Ao explorar com engenhosidade o aspecto gráfico da palavra escrita, Blake passa a valorizar não apenas o sentido “por trás das palavras”, mas também as próprias palavras enquanto objetos autônomos, que se impõem no espaço da página em toda a sua dimensão material e imagética. Esse gesto aponta para um movimento que seria colocado em discussão de forma programática anos mais tarde pelos poetas concretos, para quem a forma espacial do corpo da escrita não poderia mais ser pensada como um traço acessório ao texto.

Jerusalem, plate 28, proof impression, top design only, 1820.

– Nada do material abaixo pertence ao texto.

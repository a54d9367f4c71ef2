//! HTTP routes.
//!
//! The engine is WebSocket-first; HTTP carries only liveness probes.

use std::sync::Arc;

use axum::{routing::get, Router};

use super::websocket::WsState;

/// Create all HTTP routes.
pub fn routes() -> Router<Arc<WsState>> {
    Router::new()
        .route("/", get(health))
        .route("/api/health", get(health))
}

async fn health() -> &'static str {
    "OK"
}
//! Overlay storage: live measurements, pinned measurements and auras.
//!
//! Overlay state is deliberately separate from the document store - it is
//! high-churn, low-value data that tables redraw constantly. One trait, two
//! backends: in-process maps, or a shared SQLite database when several engine
//! processes serve the same tables. The backend is chosen once at startup;
//! call sites hold `Arc<dyn OverlayStore>` and never branch on which one runs.

mod memory;
mod sqlite;

pub use memory::MemoryOverlayStore;
pub use sqlite::SqliteOverlayStore;

use std::sync::Arc;
use std::time::Duration;

use async_trait::async_trait;

use gridhall_domain::{Aura, Measurement, PersistentMeasurement, SceneId, TableId, TokenId, UserId};

use crate::config::{AppSettings, OverlayBackendKind};
use crate::infrastructure::ports::ClockPort;

/// Overlay storage operation errors.
#[derive(Debug, thiserror::Error)]
pub enum OverlayError {
    #[error("Overlay storage error in {operation}: {message}")]
    Storage {
        operation: &'static str,
        message: String,
    },
}

impl OverlayError {
    pub fn storage(operation: &'static str, message: impl ToString) -> Self {
        Self::Storage {
            operation,
            message: message.to_string(),
        }
    }
}

/// Storage contract shared by every overlay backend.
///
/// Mutating operations stamp the table's activity themselves; `touch` exists
/// for activity that changes nothing (joins, heartbeats on a quiet table).
/// Both backends keep identical visible semantics so the conformance suite
/// below runs against each.
#[async_trait]
pub trait OverlayStore: Send + Sync {
    // ===== Ephemeral measurements, one per (table, user) =====

    /// Set or replace the user's live measurement on a table.
    async fn set_measurement(
        &self,
        table_id: TableId,
        measurement: Measurement,
    ) -> Result<(), OverlayError>;

    /// Every live measurement currently on the table.
    async fn get_ephemeral(&self, table_id: TableId) -> Result<Vec<Measurement>, OverlayError>;

    /// Withdraw the user's live measurement. Returns whether one existed.
    async fn remove_measurement(
        &self,
        table_id: TableId,
        user_id: UserId,
    ) -> Result<bool, OverlayError>;

    /// Tables on which the user currently has a live measurement. Backed by a
    /// reverse index so disconnect cleanup is O(subscriptions), not O(tables).
    async fn tables_for_user(&self, user_id: UserId) -> Result<Vec<TableId>, OverlayError>;

    /// Drop the user's live measurements everywhere, returning the tables
    /// that actually held one.
    async fn clear_all_for_user(&self, user_id: UserId) -> Result<Vec<TableId>, OverlayError>;

    /// Drop every live measurement on the table, returning whose they were.
    /// Pinned measurements and auras are untouched; this is the round-wrap
    /// sweep.
    async fn clear_ephemerals_for_table(
        &self,
        table_id: TableId,
    ) -> Result<Vec<UserId>, OverlayError>;

    // ===== Pinned measurements, per (table, scene, id) =====

    async fn add_persistent(
        &self,
        table_id: TableId,
        measurement: PersistentMeasurement,
    ) -> Result<(), OverlayError>;

    /// Returns whether the measurement existed.
    async fn remove_persistent(
        &self,
        table_id: TableId,
        scene_id: SceneId,
        id: &str,
    ) -> Result<bool, OverlayError>;

    /// Pinned measurements on a scene, ordered by id.
    async fn list_persistents(
        &self,
        table_id: TableId,
        scene_id: SceneId,
    ) -> Result<Vec<PersistentMeasurement>, OverlayError>;

    async fn clear_persistents_for_scene(
        &self,
        table_id: TableId,
        scene_id: SceneId,
    ) -> Result<(), OverlayError>;

    // ===== Auras, one per (table, scene, token) =====

    async fn upsert_aura(&self, table_id: TableId, aura: Aura) -> Result<(), OverlayError>;

    /// Returns whether the aura existed.
    async fn remove_aura(
        &self,
        table_id: TableId,
        scene_id: SceneId,
        token_id: TokenId,
    ) -> Result<bool, OverlayError>;

    async fn list_auras(
        &self,
        table_id: TableId,
        scene_id: SceneId,
    ) -> Result<Vec<Aura>, OverlayError>;

    async fn clear_auras_for_scene(
        &self,
        table_id: TableId,
        scene_id: SceneId,
    ) -> Result<(), OverlayError>;

    // ===== Scoped wipes =====

    /// Drop everything pointing at one scene: its pinned measurements, its
    /// auras, and any live measurement drawn on it.
    async fn clear_for_scene(&self, table_id: TableId, scene_id: SceneId)
        -> Result<(), OverlayError>;

    /// Drop all overlay state for a table.
    async fn clear_all_for_table(&self, table_id: TableId) -> Result<(), OverlayError>;

    // ===== Activity stamping and the idle reaper =====

    /// Record activity on a table without changing overlay state.
    async fn touch(&self, table_id: TableId) -> Result<(), OverlayError>;

    /// Drop all overlay state for tables idle longer than `max_idle`.
    /// Returns how many tables were swept.
    async fn cleanup_inactive_tables(&self, max_idle: Duration) -> Result<usize, OverlayError>;
}

/// Build the overlay store the configuration asks for.
pub async fn build_overlay_store(
    settings: &AppSettings,
    clock: Arc<dyn ClockPort>,
) -> Result<Arc<dyn OverlayStore>, OverlayError> {
    match settings.overlay_backend {
        OverlayBackendKind::Memory => Ok(Arc::new(MemoryOverlayStore::new(clock))),
        OverlayBackendKind::Sqlite => {
            let store = SqliteOverlayStore::new(&settings.overlay_db, clock).await?;
            Ok(Arc::new(store))
        }
    }
}
// =============================================================================
// Server Messages (Engine → Client)
// =============================================================================

/// Messages from engine to client
#[derive(Debug, Clone, Serialize, Deserialize)]
#[serde(tag = "type", rename_all = "camelCase", rename_all_fields = "camelCase")]
pub enum ServerMessage {
    /// Full session snapshot, sent to a connection right after it joins
    InitialSessionState {
        table: TableData,
        scenes: Vec<SceneData>,
        /// Tokens on the active scene
        tokens: Vec<TokenData>,
        /// Live measurements currently shown on the table
        measurements: Vec<MeasurementData>,
        /// Pinned measurements on the active scene
        persistent_measurements: Vec<PersistentMeasurementData>,
        /// Auras on the active scene
        auras: Vec<AuraData>,
        connected_users: Vec<Uuid>,
    },
    /// Another user joined the table
    PlayerJoined { user_id: Uuid },
    /// A user's last connection to the table closed
    PlayerLeft { user_id: Uuid },

    // =========================================================================
    // Tokens
    // =========================================================================
    /// A token appeared on the scene
    TokenPlaced { token: TokenData },
    /// A token moved; carries what clients need to animate the step
    TokenMoved {
        token_id: Uuid,
        old_square_id: SquareId,
        square_id: SquareId,
        remaining_movement: f64,
    },
    /// A token's fields changed
    TokenUpdated { token: TokenData },
    /// A token's player assignment changed
    TokenOwnerUpdated {
        token_id: Uuid,
        #[serde(default)]
        owner: Option<Uuid>,
    },
    /// A token left the scene
    TokenRemoved { token_id: Uuid },

    // =========================================================================
    // Initiative
    // =========================================================================
    /// An entry joined the initiative order
    InitiativeEntryAdded {
        scene_id: Uuid,
        entry: InitiativeEntryData,
    },
    /// The turn marker moved
    InitiativeTurnAdvanced {
        scene_id: Uuid,
        entry_id: Uuid,
        new_round: bool,
    },
    /// A new round restored every token's movement budget
    TokensMovementReset { scene_id: Uuid, token_ids: Vec<Uuid> },
    /// The initiative order was cleared
    InitiativeReset { scene_id: Uuid },
    /// An entry left the initiative order
    InitiativeEntryRemoved { scene_id: Uuid, entry_id: Uuid },
    /// The initiative order changed; carries the new order in full
    InitiativeOrderUpdated {
        scene_id: Uuid,
        entries: Vec<InitiativeEntryData>,
    },
    /// An entry was renamed
    InitiativeEntryUpdated {
        scene_id: Uuid,
        entry: InitiativeEntryData,
    },

    // =========================================================================
    // Measurements & Auras
    // =========================================================================
    /// A user shared or replaced their live measurement
    MeasurementShared { measurement: MeasurementData },
    /// A user withdrew their live measurement
    MeasurementRemoved { user_id: Uuid },
    /// Live measurements were wiped; unless `ephemeralOnly`, pinned
    /// measurements and auras went with them
    AllMeasurementsCleared {
        #[serde(default)]
        ephemeral_only: bool,
    },
    /// A measurement was pinned
    PersistentMeasurementAdded { measurement: PersistentMeasurementData },
    /// A pinned measurement was removed
    PersistentMeasurementRemoved { scene_id: Uuid, id: String },
    /// An aura was created or replaced
    AuraUpserted { aura: AuraData },
    /// An aura was removed
    AuraRemoved { scene_id: Uuid, token_id: Uuid },
    /// A user pinged a point on the map
    PingBroadcast {
        scene_id: Uuid,
        user_id: Uuid,
        point: Point,
        #[serde(default)]
        color: Option<String>,
    },

    // =========================================================================
    // Scenes
    // =========================================================================
    /// A scene was created
    SceneCreated { scene: SceneData },
    /// A scene was renamed
    SceneRenamed { scene_id: Uuid, name: String },
    /// A scene was deleted; carries the new active scene, if any
    SceneDeleted {
        scene_id: Uuid,
        #[serde(default)]
        active_scene_id: Option<Uuid>,
    },
    /// The scene list order changed
    ScenesReordered { scene_ids: Vec<Uuid> },
    /// The table switched scenes; carries the new scene's full state
    ActiveSceneChanged {
        scene: SceneData,
        tokens: Vec<TokenData>,
        persistent_measurements: Vec<PersistentMeasurementData>,
        auras: Vec<AuraData>,
    },
    /// The scene's map image changed
    MapUpdated {
        scene_id: Uuid,
        #[serde(default)]
        map_asset: Option<String>,
    },
    /// The scene's grid was resized
    GridDimensionsUpdated {
        scene_id: Uuid,
        width: u32,
        height: u32,
    },
    /// The scene's scale changed
    SceneScaleUpdated {
        scene_id: Uuid,
        meters_per_square: f64,
    },

    // =========================================================================
    // Session
    // =========================================================================
    /// The session moved through its lifecycle
    SessionStatusUpdated {
        status: SessionStatusData,
        #[serde(default)]
        paused_until: Option<String>,
    },
    /// A scene transition effect should play for this many milliseconds
    SessionTransition { duration_ms: u64 },

    // =========================================================================
    // Dice
    // =========================================================================
    /// Somebody rolled dice
    DiceRolled { roll: DiceRollData },

    /// Heartbeat response
    Pong,

    /// A request was rejected; sent only to the requester
    Error {
        code: ErrorCode,
        message: String,
        #[serde(default, skip_serializing_if = "Option::is_none")]
        details: Option<serde_json::Value>,
    },

    /// Unknown message type for forward compatibility
    ///
    /// When deserializing an unknown variant, this variant is used instead of
    /// failing. Allows older clients to gracefully handle new message types.
    #[serde(other)]
    Unknown,
}

impl ServerMessage {
    /// Build an error reply
    pub fn error(code: ErrorCode, message: impl Into<String>) -> Self {
        ServerMessage::Error {
            code,
            message: message.into(),
            details: None,
        }
    }

    /// Build an error reply with structured details
    pub fn error_with_details<T: Serialize>(
        code: ErrorCode,
        message: impl Into<String>,
        details: T,
    ) -> Self {
        ServerMessage::Error {
            code,
            message: message.into(),
            details: Some(serde_json::to_value(details).unwrap_or_default()),
        }
    }
}

// =============================================================================
// Session Status
// =============================================================================

/// Session lifecycle on the wire
#[derive(Debug, Clone, Copy, PartialEq, Eq, Serialize, Deserialize)]
#[serde(rename_all = "SCREAMING_SNAKE_CASE")]
pub enum SessionStatusData {
    Preparing,
    Live,
    Paused,
    Ended,
    /// Unknown variant for forward compatibility
    #[serde(other)]
    Unknown,
}

impl From<TableStatus> for SessionStatusData {
    fn from(status: TableStatus) -> Self {
        match status {
            TableStatus::Preparing => SessionStatusData::Preparing,
            TableStatus::Live => SessionStatusData::Live,
            TableStatus::Paused => SessionStatusData::Paused,
            TableStatus::Ended => SessionStatusData::Ended,
        }
    }
}

/// Error when converting wire SessionStatusData to the domain type.
#[derive(Debug, Clone, thiserror::Error)]
#[error("Unknown session status cannot be converted to domain type")]
pub struct UnknownSessionStatusError;

impl TryFrom<SessionStatusData> for TableStatus {
    type Error = UnknownSessionStatusError;

    fn try_from(status: SessionStatusData) -> Result<Self, Self::Error> {
        match status {
            SessionStatusData::Preparing => Ok(TableStatus::Preparing),
            SessionStatusData::Live => Ok(TableStatus::Live),
            SessionStatusData::Paused => Ok(TableStatus::Paused),
            SessionStatusData::Ended => Ok(TableStatus::Ended),
            SessionStatusData::Unknown => Err(UnknownSessionStatusError),
        }
    }
}

#[cfg(test)]
mod serde_tests {
    use super::*;
    use gridhall_domain::MeasurementKind;

    #[test]
    fn client_message_uses_camel_case_tags_and_fields() {
        let msg = ClientMessage::RequestMoveToken {
            token_id: Uuid::nil(),
            square_id: SquareId::new(44),
        };

        let json = serde_json::to_value(&msg).unwrap();
        assert_eq!(json["type"], "requestMoveToken");
        assert_eq!(json["tokenId"], Uuid::nil().to_string());
        assert_eq!(json["squareId"], "sq-44");
    }

    #[test]
    fn client_message_round_trip_join_table() {
        let msg = ClientMessage::JoinTable {
            table_id: Uuid::new_v4(),
        };

        let json = serde_json::to_string(&msg).expect("serialize");
        let decoded: ClientMessage = serde_json::from_str(&json).expect("deserialize");
        assert_eq!(format!("{:?}", decoded), format!("{:?}", msg));
    }

    #[test]
    fn client_message_round_trip_place_token_with_defaults() {
        let json = format!(
            r#"{{"type":"requestPlaceToken","sceneId":"{}","name":"Goblin","squareId":"sq-12"}}"#,
            Uuid::new_v4()
        );

        let decoded: ClientMessage = serde_json::from_str(&json).expect("deserialize");
        match decoded {
            ClientMessage::RequestPlaceToken {
                size,
                can_overlap,
                movement_max,
                add_to_initiative,
                ..
            } => {
                assert_eq!(size, TokenSize::Medium);
                assert!(!can_overlap);
                assert!(movement_max.is_none());
                assert!(!add_to_initiative);
            }
            other => panic!("wrong variant: {other:?}"),
        }
    }

    #[test]
    fn client_message_round_trip_share_measurement() {
        let msg = ClientMessage::RequestShareMeasurement {
            scene_id: Uuid::new_v4(),
            geometry: ShapeGeometryData {
                kind: MeasurementKind::Cone,
                origin: Point { x: 1.0, y: 2.0 },
                target: Point { x: 5.0, y: 7.5 },
            },
            color: Some("#ff8800".to_string()),
        };

        let json = serde_json::to_string(&msg).expect("serialize");
        let decoded: ClientMessage = serde_json::from_str(&json).expect("deserialize");
        assert_eq!(format!("{:?}", decoded), format!("{:?}", msg));
    }

    #[test]
    fn unknown_client_message_types_do_not_fail() {
        let decoded: ClientMessage =
            serde_json::from_str(r#"{"type":"requestTeleport","tokenId":"x"}"#).unwrap();
        assert!(matches!(decoded, ClientMessage::Unknown));
    }

    #[test]
    fn server_message_token_moved_wire_shape() {
        let msg = ServerMessage::TokenMoved {
            token_id: Uuid::nil(),
            old_square_id: SquareId::new(0),
            square_id: SquareId::new(44),
            remaining_movement: 24.0,
        };

        let json = serde_json::to_value(&msg).unwrap();
        assert_eq!(json["type"], "tokenMoved");
        assert_eq!(json["oldSquareId"], "sq-0");
        assert_eq!(json["squareId"], "sq-44");
        assert_eq!(json["remainingMovement"], 24.0);
    }

    #[test]
    fn server_message_error_omits_empty_details() {
        let msg = ServerMessage::error(ErrorCode::Forbidden, "only the GM can do that");

        let json = serde_json::to_value(&msg).unwrap();
        assert_eq!(json["type"], "error");
        assert_eq!(json["code"], "forbidden");
        assert!(json.get("details").is_none());
    }

    #[test]
    fn session_status_round_trips_through_the_domain() {
        for status in [
            TableStatus::Preparing,
            TableStatus::Live,
            TableStatus::Paused,
            TableStatus::Ended,
        ] {
            let wire = SessionStatusData::from(status);
            let back = TableStatus::try_from(wire).unwrap();
            assert_eq!(back, status);
        }
        assert!(TableStatus::try_from(SessionStatusData::Unknown).is_err());
    }

    #[test]
    fn session_status_serializes_upper_case() {
        let json = serde_json::to_value(SessionStatusData::Live).unwrap();
        assert_eq!(json, "LIVE");
        let decoded: SessionStatusData = serde_json::from_str("\"SOMETHING_NEW\"").unwrap();
        assert_eq!(decoded, SessionStatusData::Unknown);
    }
}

Em que pese o status quase pop de que goza a figura de William Blake atualmente, muitos aspectos de sua vida e de seu trabalho permanecem obscuros ou ambíguos. Sabe-se que foi um grande entusiasta da Revolução Francesa e de algumas de suas bandeiras, como a luta pela liberdade. Comprometido com a causa abolicionista, Blake ilustrou a Narrativa de uma expedição de cinco anos contra os negros revoltados do Suriname (1796), do soldado anglo-holandês John Stedman, um trabalho que teve grande impacto político na Inglaterra. Mas sua obra abordou de forma depreciativa e crítica outras bandeiras do pensamento iluminista, como o entusiasmo analítico e a busca fervorosa por um racionalismo que Blake considerava vazio, frio e redutor. Essa posição é manifesta em Newton, uma representação potente do cientista mais famoso da Inglaterra pintada pelo artista em 1795. Na imagem, Isaac Newton aparece nu e curvado, no fundo do oceano, medindo atentamente algo com seu compasso. Se por um lado a silhueta musculosa e escultural do cientista evidencia a influência de Michelangelo, por outro, a posição de perfil em que foi retratado remete à bidimensionalidade das figuras de um painel egípcio. O compasso usado pelo cientista para medir a realidade já havia aparecido em outra de suas imagens mais conhecidas. A Profecia, de 1793, retrata uma divindade intimidadora suspensa em uma esfera (talvez o sol) e cercada de nuvens escuras. Em um gesto que simboliza a criação da terra, a entidade segura um enorme compasso aberto, como se calculasse a medida de seu objeto. O personagem demiurgo de barbas e cabelos longos foi ironicamente batizado por Blake de Urizen (Your Reason), uma referência pejorativa ao que poderia ser considerado o “mito” da razão – a ideia de que só teria validade aquele conhecimento capaz de ser formalizado ou expresso quantitativamente.

Newton 1795-c. 1805.

O poeta que quis “ver todo um mundo em um grão de areia”, longe de querer explicar ou descrever o mundo empírico, ofereceu, através de suas criações fantásticas, uma espécie de fuga da maçante realidade mundana. E o fez prestando enorme reverência ao mistério – a “tudo que é grandioso é necessariamente obscuro aos olhos de homens fracos”. O acadêmico inglês Jonathan Wordsworth, ecoando uma opinião que não é incomum entre críticos de arte, afirmou uma vez que o “problema de Blake é que ele não sabia desenhar”. Mas isso não o impediu de se tornar um caso singular de artista que se impôs pela imaginação em detrimento da convenção e pela profundidade em detrimento da proficiência. Nos quase dois séculos que se passaram desde a morte dele, seu trabalho parece ter conseguido superar cada uma das limitações que lhe foram impostas por seus contemporâneos, ao ponto de William Blake ter se tornado, nas palavras do curador da exposição Martin Myrone, o “protótipo do visionário solitário e do gênio independente.”